Located on Via degli Atlantici, about a hundred meters from the river and more or less two kilometers from the sea, the tower was originally designed to be at a distance of 50 m from the coast line.

It is a truncated pyramid with an octagonal base, 18 m high and with a perimeter of 96 m; these are rather peculiar characteristics for a coastal tower, as they were normally circular or quadrangular in shape (such as the Tower of Palidoro in Fiumicino) and smaller in size. The building is surrounded by a moat.

The tower is spread over three floors.
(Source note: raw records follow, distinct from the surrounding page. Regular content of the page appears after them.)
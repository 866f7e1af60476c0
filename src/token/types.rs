//! Token records and rejection reasons

use chrono::{DateTime, Utc};
use serde::{Deserialize, Serialize};
use std::fmt;
use std::str::FromStr;
use utoipa::ToSchema;
use uuid::Uuid;

use crate::core_types::{UserId, VendorId};

/// Which party displays the code.
#[derive(Debug, Clone, Copy, PartialEq, Eq, Hash, Serialize, Deserialize, ToSchema)]
#[serde(rename_all = "kebab-case")]
pub enum Purpose {
    /// Student shows the code, the vendor device scans it
    SubjectPresented,
    /// Vendor displays the code, the student device scans it
    CounterPresented,
}

impl Purpose {
    pub fn as_str(&self) -> &'static str {
        match self {
            Purpose::SubjectPresented => "subject-presented",
            Purpose::CounterPresented => "counter-presented",
        }
    }
}

impl fmt::Display for Purpose {
    fn fmt(&self, f: &mut fmt::Formatter<'_>) -> fmt::Result {
        f.write_str(self.as_str())
    }
}

impl FromStr for Purpose {
    type Err = String;

    fn from_str(s: &str) -> Result<Self, Self::Err> {
        match s {
            "subject-presented" => Ok(Purpose::SubjectPresented),
            "counter-presented" => Ok(Purpose::CounterPresented),
            other => Err(format!("unknown token purpose: {}", other)),
        }
    }
}

/// Why a token failed validation. Each step of the check maps to one reason.
#[derive(Debug, Clone, Copy, PartialEq, Eq, Hash, Serialize, Deserialize, ToSchema)]
#[serde(rename_all = "kebab-case")]
pub enum TokenReason {
    Signature,
    Purpose,
    Expired,
    NotFound,
    AlreadyUsed,
}

impl TokenReason {
    pub fn as_str(&self) -> &'static str {
        match self {
            TokenReason::Signature => "signature",
            TokenReason::Purpose => "purpose",
            TokenReason::Expired => "expired",
            TokenReason::NotFound => "not-found",
            TokenReason::AlreadyUsed => "already-used",
        }
    }
}

impl fmt::Display for TokenReason {
    fn fmt(&self, f: &mut fmt::Formatter<'_>) -> fmt::Result {
        f.write_str(self.as_str())
    }
}

/// Persisted registry row. Keyed by the hash of the signed payload; the raw
/// signed bytes are never stored.
#[derive(Debug, Clone, PartialEq, Serialize, ToSchema)]
pub struct TokenRecord {
    pub code_hash: String,
    /// Student for subject-presented codes
    #[schema(value_type = Option<Uuid>)]
    pub subject_id: Option<UserId>,
    /// Issuing vendor for counter-presented codes, or the bound counterparty
    #[schema(value_type = Option<Uuid>)]
    pub vendor_id: Option<VendorId>,
    pub purpose: Purpose,
    pub issued_at: DateTime<Utc>,
    pub expires_at: DateTime<Utc>,
    pub used: bool,
    pub used_at: Option<DateTime<Utc>>,
    #[schema(value_type = Option<Uuid>)]
    pub used_by: Option<UserId>,
    pub transaction_id: Option<Uuid>,
    pub metadata: serde_json::Value,
}

impl TokenRecord {
    #[inline]
    pub fn is_expired_at(&self, now: DateTime<Utc>) -> bool {
        now > self.expires_at
    }
}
The basement is divided into 8 non-communicating rooms, used as warehouses for artillery pieces and ammunition and occasionally as temporary prisons, while a drain for rainwater runs in the center of the floor; the first floor is also divided into 8 rooms, which provided accommodation for the castellan and customs officers; finally, the top floor is occupied by the place-of-arms, showing a peculiar floor that slopes toward the center of the tower, so that the hits of the catapults, especially the torched ones, caused less damage. At the center of the tower there is a cavaedium with a diameter of 5.6 m, overlooked by the internal windows which, in the original project, were the only source of light for the interiors.

A concrete lighthouse, not included in the project by Michelangelo, rises on the top, in a decentralized position.

The doorway, the only wooden element, is raised about 4 m from the ground and was initially accessible via a drawbridge, then replaced by a fixed bridge already in place at the time of Guglielmotti's visit in 19th century.
Above it there is an inscription on marble bearing the year of completion and the reasons for the construction, as well as the family crest of Pope Pius V.